Background
A PeopleSoft HRMS 8.8 system running on SQL Server 2008 R2 SP2 that is used as a reporting environment. Data is copied each night from production and a select but limited group of users run queries against it.
The system performance was both terrible and unpredictable. There was a “rule” in place that queries that ran for over two hours were cancelled. Two minutes seemed a long time for the data volumes involved to me.
Analysis
There were lots of things wrong with the instance setup such as default values for MAXDOP and “Cost threshold for Parallelism”, as well as only one TempDB file and unlimited RAM allocated to SQL server. Essentially, an out of the box SQL server install. Not even a Cumulative Update had been applied. In addition, SQL server had 128 GB of RAM and 16 Processors allocated to it so it was hardly short of resources.

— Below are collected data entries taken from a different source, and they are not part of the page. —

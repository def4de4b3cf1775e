// src/game.rs
//! 1ゲーム分の状態をまとめて持つ `GameState` だよ！🎮
//!
//! 盤面 (`Board`)・ドラッグの状態・勝敗・設定を全部ここで持って、
//! マウス操作を受け取ったら各ハンドラとシステムに仕事を振り分けるんだ。
//! ブラウザには依存しないので、ネイティブのテストからそのまま動かせるよ。

use log::{error, info};
use rand::Rng;

use crate::app::drag_apply_handler::{self, MoveReport};
use crate::app::drag_handler::{DragController, DragOutcome, PressOutcome};
use crate::app::event_handler::{self, ClickTarget};
use crate::app::renderer::{self, RenderSnapshot};
use crate::app::stock_handler::{self, StockAction};
use crate::board::Board;
use crate::components::{Card, DraggingInfo, GameStatus, Position, Stack, StackType};
use crate::config::GameConfig;
use crate::error::Result;
use crate::logic::auto_move;
use crate::logic::deck::Deck;
use crate::logic::rules::check_win_condition;
use crate::systems::{DealInitialCardsSystem, System, WinConditionSystem};

#[derive(Debug, Clone)]
pub struct GameState {
    config: GameConfig,
    board: Board,
    drag: DragController,
    status: GameStatus,
}

impl GameState {
    /// シャッフルして配り終わった新しいゲームを作る。
    pub fn new(config: GameConfig) -> Result<Self> {
        Self::new_with_rng(config, &mut rand::thread_rng())
    }

    /// 乱数生成器を指定して新しいゲームを作る。テストではシード付きの `StdRng` を渡すよ。
    pub fn new_with_rng<R: Rng + ?Sized>(config: GameConfig, rng: &mut R) -> Result<Self> {
        let deck = Deck::shuffled_with(rng, &config.back_style);
        let mut state = Self {
            config,
            board: Board::new(deck),
            drag: DragController::new(),
            status: GameStatus::Playing,
        };
        DealInitialCardsSystem.run(&mut state)?;
        info!("GameState: new game dealt ({} cards)", state.total_card_count());
        Ok(state)
    }

    /// 同じ設定で最初からやり直す。
    pub fn new_game(&mut self) -> Result<()> {
        *self = Self::new(self.config.clone())?;
        Ok(())
    }

    pub fn board(&self) -> &Board {
        &self.board
    }

    pub fn board_mut(&mut self) -> &mut Board {
        &mut self.board
    }

    pub fn config(&self) -> &GameConfig {
        &self.config
    }

    pub fn status(&self) -> GameStatus {
        self.status
    }

    pub(crate) fn set_status(&mut self, status: GameStatus) {
        self.status = status;
    }

    pub fn stack(&self, stack_type: StackType) -> Result<&Stack> {
        self.board.stack(stack_type)
    }

    pub fn stack_mut(&mut self, stack_type: StackType) -> Result<&mut Stack> {
        self.board.stack_mut(stack_type)
    }

    pub fn all_cards(&self) -> impl Iterator<Item = &Card> + '_ {
        self.board.all_cards()
    }

    pub fn total_card_count(&self) -> usize {
        self.board.total_card_count()
    }

    /// 4つの組札が全部 13 枚になっているか。
    pub fn is_win(&self) -> bool {
        check_win_condition(self.board.foundation_sizes())
    }

    pub fn drag_session(&self) -> Option<&DraggingInfo> {
        self.drag.session()
    }

    /// マウスを押したとき。山札の場所なら、めくる/戻すもここでやるよ。
    pub fn press(&mut self, pointer: Position) -> Result<PressOutcome> {
        let outcome = self.drag.press(&self.board, &self.config, pointer)?;
        if outcome == PressOutcome::StockClicked {
            self.draw_or_recycle()?;
        }
        Ok(outcome)
    }

    /// ドラッグ中の移動。ドラッグしてなければ false。
    pub fn drag_to(&mut self, pointer: Position) -> bool {
        self.drag.drag_to(pointer)
    }

    /// マウスを離したとき。移動が確定したら勝利判定もする。
    pub fn release(&mut self, pointer: Position) -> Result<DragOutcome> {
        let outcome = self.drag.release(&mut self.board, &self.config, pointer).map_err(|e| {
            error!("GameState: drag release failed: {}", e);
            e
        })?;
        if let DragOutcome::Committed(_) = outcome {
            WinConditionSystem.run(self)?;
        }
        Ok(outcome)
    }

    /// ドラッグを途中でやめる (盤面はそのまま)。
    pub fn cancel_drag(&mut self) -> Option<DraggingInfo> {
        self.drag.cancel()
    }

    /// 山札をクリックしたときの処理。ドラッグ中は何もしないよ。
    pub fn draw_or_recycle(&mut self) -> Result<StockAction> {
        if self.drag.is_dragging() {
            return Ok(StockAction::Nothing);
        }
        stock_handler::draw_or_recycle(&mut self.board)
    }

    /// ダブルクリックされた表向きの一番上のカードを、置ける組札へ自動で送る。
    /// 送れたら移動先を返すよ。
    pub fn double_click(&mut self, pointer: Position) -> Result<Option<StackType>> {
        if self.drag.is_dragging() {
            return Ok(None);
        }
        let Some(ClickTarget::Card { stack_type, index }) =
            event_handler::find_topmost_face_up_card(&self.board, &self.config.layout, pointer)
        else {
            return Ok(None);
        };
        if matches!(stack_type, StackType::Foundation(_)) {
            return Ok(None);
        }

        let stack = self.board.stack(stack_type)?;
        if index + 1 != stack.len() {
            return Ok(None);
        }
        let Some(card) = stack.peek_top() else {
            return Ok(None);
        };
        let Some(target) = auto_move::find_automatic_foundation_move(&self.board, card) else {
            return Ok(None);
        };

        let report: MoveReport = drag_apply_handler::apply_move(&mut self.board, stack_type, index, target)?;
        info!("GameState: auto-moved {} card(s) {:?} -> {:?}", report.moved, report.from, report.to);
        WinConditionSystem.run(self)?;
        Ok(Some(target))
    }

    /// 今の画面を描くためのデータを作る。
    pub fn render_snapshot(&self) -> RenderSnapshot {
        renderer::build_render_snapshot(self)
    }
}
// src/components/game_status.rs

use serde::{Deserialize, Serialize};

/// ゲーム全体の現在の状態を表す列挙型だよ！🏆
///
/// ひとりプレイのクロンダイクなので、遊んでる途中か、クリアしたかの2つだけ。
/// 手詰まり判定はしないよ。
#[derive(Debug, Clone, Copy, PartialEq, Eq, Default, Serialize, Deserialize)]
pub enum GameStatus {
    /// ゲームが進行中の状態
    #[default]
    Playing,
    /// 4つの組札が全部 King まで揃った！🎉
    Won,
}
// src/app/game_app.rs
//! JavaScript から使う窓口 (`GameApp`) だよ！🌉
//!
//! JS 側はキャンバスのマウスイベントの座標をそのまま渡して、あとは `render` を呼ぶだけ。
//! ゲームの中身は全部 `GameState` が持ってるよ。

use js_sys::Error;
use log::{error, info};
use wasm_bindgen::prelude::*;
use wasm_bindgen::JsCast;
use web_sys::{CanvasRenderingContext2d, HtmlCanvasElement};

use super::drag_handler::{DragOutcome, PressOutcome};
use super::renderer::{self, CanvasRenderer};
use crate::components::{GameStatus, Position};
use crate::config::layout::{BOARD_HEIGHT, BOARD_WIDTH};
use crate::config::GameConfig;
use crate::error::GameError;
use crate::game::GameState;

fn to_js_error(e: GameError) -> JsValue {
    JsValue::from(Error::new(&e.to_string()))
}

/// id からキャンバスを探して、2D コンテキストを取り出す。
fn initialize_canvas(canvas_id: &str) -> Result<(HtmlCanvasElement, CanvasRenderingContext2d), JsValue> {
    let document = web_sys::window()
        .and_then(|window| window.document())
        .ok_or_else(|| JsValue::from(Error::new("document is not available")))?;
    let canvas = document
        .get_element_by_id(canvas_id)
        .ok_or_else(|| JsValue::from(Error::new(&format!("canvas #{} not found", canvas_id))))?
        .dyn_into::<HtmlCanvasElement>()?;
    let context = canvas
        .get_context("2d")?
        .ok_or_else(|| JsValue::from(Error::new("2d context is not available")))?
        .dyn_into::<CanvasRenderingContext2d>()?;
    canvas.set_width(BOARD_WIDTH as u32);
    canvas.set_height(BOARD_HEIGHT as u32);
    Ok((canvas, context))
}

// --- ゲーム全体のアプリケーション状態を管理する構造体 ---
#[wasm_bindgen]
pub struct GameApp {
    state: GameState,
    renderer: CanvasRenderer,
}

impl GameApp {
    fn create(canvas_id: &str, config: GameConfig) -> Result<GameApp, JsValue> {
        info!("GameApp: initializing on canvas #{}", canvas_id);
        let (_canvas, context) = initialize_canvas(canvas_id)?;
        let state = GameState::new(config).map_err(to_js_error)?;
        let mut app = GameApp { state, renderer: CanvasRenderer::new(context) };
        app.render();
        Ok(app)
    }
}

#[wasm_bindgen]
impl GameApp {
    /// デフォルト設定でゲームを始める。
    #[wasm_bindgen(constructor)]
    pub fn new(canvas_id: &str) -> Result<GameApp, JsValue> {
        Self::create(canvas_id, GameConfig::default())
    }

    /// JSON の設定 (省略したところはデフォルト) でゲームを始める。
    pub fn new_with_config(canvas_id: &str, config_json: &str) -> Result<GameApp, JsValue> {
        let config = GameConfig::from_json(config_json).map_err(to_js_error)?;
        Self::create(canvas_id, config)
    }

    /// 同じ設定で配り直す。
    pub fn new_game(&mut self) -> Result<(), JsValue> {
        self.state.new_game().map_err(to_js_error)?;
        self.render();
        Ok(())
    }

    /// mousedown。カードを掴んだか山札を触ったら true (再描画した)。
    pub fn handle_mouse_down(&mut self, x: f32, y: f32) -> Result<bool, JsValue> {
        let outcome = self.state.press(Position::new(x, y)).map_err(|e| {
            error!("GameApp: mouse down failed: {}", e);
            to_js_error(e)
        })?;
        let changed = outcome != PressOutcome::Ignored;
        if changed {
            self.render();
        }
        Ok(changed)
    }

    /// mousemove。ドラッグ中なら true (再描画した)。
    pub fn handle_mouse_move(&mut self, x: f32, y: f32) -> bool {
        let moved = self.state.drag_to(Position::new(x, y));
        if moved {
            self.render();
        }
        moved
    }

    /// mouseup。移動が確定したら true。
    pub fn handle_mouse_up(&mut self, x: f32, y: f32) -> Result<bool, JsValue> {
        let result = self.state.release(Position::new(x, y));
        // 失敗しても session は消えてるので、元の位置で描き直す
        self.render();
        match result {
            Ok(DragOutcome::Committed(report)) => {
                info!("GameApp: moved {} card(s) {:?} -> {:?}", report.moved, report.from, report.to);
                Ok(true)
            }
            Ok(DragOutcome::Cancelled { .. } | DragOutcome::NotDragging) => Ok(false),
            Err(e) => {
                error!("GameApp: mouse up failed: {}", e);
                Err(to_js_error(e))
            }
        }
    }

    /// mouseleave。ドラッグ中ならキャンセルしてカードを元の場所に描き直す。
    pub fn handle_mouse_leave(&mut self) -> bool {
        let cancelled = self.state.cancel_drag().is_some();
        if cancelled {
            info!("GameApp: pointer left the canvas, drag cancelled");
            self.render();
        }
        cancelled
    }

    /// dblclick。組札へ自動で送れたら true。
    pub fn handle_double_click(&mut self, x: f32, y: f32) -> Result<bool, JsValue> {
        let moved = self
            .state
            .double_click(Position::new(x, y))
            .map_err(to_js_error)?
            .is_some();
        if moved {
            self.render();
        }
        Ok(moved)
    }

    /// キャンバスに今の状態を描く。
    pub fn render(&mut self) {
        let snapshot = self.state.render_snapshot();
        renderer::render_game(&snapshot, &mut self.renderer);
    }

    /// 描画データを JSON で返す (JS 側で画像を使って描きたいとき用)。
    pub fn get_render_snapshot_json(&self) -> Result<String, JsValue> {
        serde_json::to_string(&self.state.render_snapshot())
            .map_err(|e| JsValue::from(Error::new(&format!("Failed to serialize snapshot: {}", e))))
    }

    pub fn is_won(&self) -> bool {
        self.state.status() == GameStatus::Won
    }
}
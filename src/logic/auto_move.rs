// src/logic/auto_move.rs
//! カードの自動移動に関するロジックをまとめるモジュールだよ！🪄✨
//! ダブルクリックされたカードを、置ける組札へ自動で送るときに使うんだ。

use log::debug;

use crate::board::Board;
use crate::components::card::Card;
use crate::components::stack::{StackType, FOUNDATION_COUNT};
use crate::logic::rules;

/// カードを自動で置ける組札 (Foundation) を探す。
///
/// 組札を 0 から順番に見て、最初に置けたところを返すよ。
/// スートごとに組札が決まってるので、実際に候補になるのはいつも1か所だけ。
pub fn find_automatic_foundation_move(board: &Board, card: &Card) -> Option<StackType> {
    let found = (0..FOUNDATION_COUNT).map(StackType::Foundation).find(|&target| {
        board
            .stack(target)
            .map(|stack| stack.peek_top())
            .is_ok_and(|top| {
                let StackType::Foundation(index) = target else {
                    return false;
                };
                rules::can_move_to_foundation(index, top, card)
            })
    });
    debug!("[AutoMove] {} -> {:?}", card, found);
    found
}

#[cfg(test)]
mod tests {
    use super::*;
    use crate::components::card::{Rank, Suit};
    use crate::logic::deck::Deck;

    fn up(suit: Suit, rank: Rank) -> Card {
        let mut card = Card::new(suit, rank);
        card.flip();
        card
    }

    fn empty_board() -> Board {
        let mut deck = Deck::shuffled_new();
        deck.drain_remaining();
        Board::new(deck)
    }

    #[test]
    fn ace_goes_to_its_suit_foundation() {
        let board = empty_board();
        assert_eq!(
            find_automatic_foundation_move(&board, &up(Suit::Club, Rank::Ace)),
            Some(StackType::Foundation(2))
        );
        assert_eq!(
            find_automatic_foundation_move(&board, &up(Suit::Spade, Rank::Ace)),
            Some(StackType::Foundation(3))
        );
        assert_eq!(find_automatic_foundation_move(&board, &up(Suit::Club, Rank::Two)), None);
    }

    #[test]
    fn next_rank_follows_top_card() {
        let mut board = empty_board();
        board
            .stack_mut(StackType::Foundation(1))
            .expect("組札はあるはず")
            .push(up(Suit::Diamond, Rank::Ace));
        assert_eq!(
            find_automatic_foundation_move(&board, &up(Suit::Diamond, Rank::Two)),
            Some(StackType::Foundation(1))
        );
        assert_eq!(find_automatic_foundation_move(&board, &up(Suit::Diamond, Rank::Three)), None);
        assert_eq!(find_automatic_foundation_move(&board, &up(Suit::Heart, Rank::Two)), None);
    }
}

But none of that, in itself, really explained the very poor performance of many of the user queries in PeopleSoft. Especially given that running the exact same query in SSMS gave completely different (and quite fast) results. The lack of indexing on the underlying tables and unnecessary cartesian products in the PeopleSoft query security views made the queries less than quick, but they still typically completed in a few seconds or minutes in SSMS. They often never finished in PS query either on-line or scheduled – even after 5 or 6 hours.
Now this database is a very old HRMS 8.8 system that has been upgraded from SQL Server 2000 and various old Peopletools releases up to the giddy heights of 8.49.28 🙂
After much investigation and running SQL Server Profiler along with Adam Machanic’s superb sp_WhoIsActive (read more about it from Brent Ozar here) it turned out to be all related to the setting of ARITHABORT – a well known but I think poorly understood issue.
There are numerous articles on the internet about the issues of SQL running faster in SSMS than via other clients. I leave you to search for those yourself, but to summarise:
You must make sure the connection settings you use in SSMS match those used by the application. Otherwise the query plan you see in SSMS may not bear any similarity to the one the application is using. This makes problem solving nearly impossible.
Profiler will help you identify the options set at the connection level:
And using:
EXEC sp_WhoIsActive @get_plans=1 |
exec sp_WhoIsActive @get_plans=1
will give you the session and the query plan which you can open and compare to the same plan in SSMS. If they are different you need to investigate why.
ARITHABORT
ARITHABORT is query plan affecting and a query plan “cache key” – so you will not get the same query plan in SSMS as the client application if the values are different. SQL server will have two plans for the same SQL statement. Remember as well that SSMS issues SET commands as defined in Tools -> Options -> SQL Server -> Query Execution:
ARITHABORT in PeopleSoft
Now the interesting thing about ARITHABORT is that the standard Peoplesoft install scripts create the Peoplesoft database and then issue two ALTER DATABASE commands:
ALTER DATABASE <DBNAME>
SET ARITHABORT ON
GO
ALTER DATABASE <DBNAME>
SET QUOTED_IDENTIFIER ON
GO |
ALTER DATABASE <DBNAME>
SET ARITHABORT ON
go
ALTER DATABASE <DBNAME>
SET QUOTED_IDENTIFIER ON
go
where <DBNAME> is your database name.
The install guide also tells you to ensure that QUOTED_IDENTIFIER ON is specified for any client connections to a Peoplesoft database. It goes on to explain that this can be set in the ODBC connection setup. What it fails to mention is setting ARITHABORT for client connections. This should also be set but you cannot set it on the ODBC connection. Best to set it at the INSTANCE connection level:
EXEC sys.sp_configure N'user options', N'64'
GO
RECONFIGURE WITH OVERRIDE
GO |
EXEC sys.sp_configure N'user options', N'64'
GO
RECONFIGURE WITH OVERRIDE
GO
Now assuming you have done that, and you have the default SSMS settings in place, the query execution plan you see for the PeopleSoft application via ODBC should match the one you get in SSMS. And, more importantly the plan that gets chosen will be a much better plan than with ARITHABORT OFF in a great many cases.
Now in this specific case it seems that someone created the original database without using the supplied script and so they did not set either of these default settings at the database. For QUOTED_IDENTIFER they did at least stick with the ODBC connection defaults so that was always ON. But sadly ARITHABORT was not.
The Fix
A quick ALTER database and a re-configure of SQL server, drop the Peoplesoft Application Servers and a SQL Server instance re-start and the problem was solved. It didn’t make every query faster but it did improve the vast majority. The ones it did not fix are typically the ones with missing joins 🙂 Now all I need to do is create some indexes that reflect the way the data is accessed and re-write the query security views to be more efficient and I should be able to get all the queries under two minutes. Well … those with joins between the tables … ….
NOTE: You could and perhaps **should** include QUOTED_IDENTIFER in that user options setting for extra safety (use 320 instead of 64 in the above sp_reconfigure). Just in case someone un-ticks that option whilst setting up ODBC.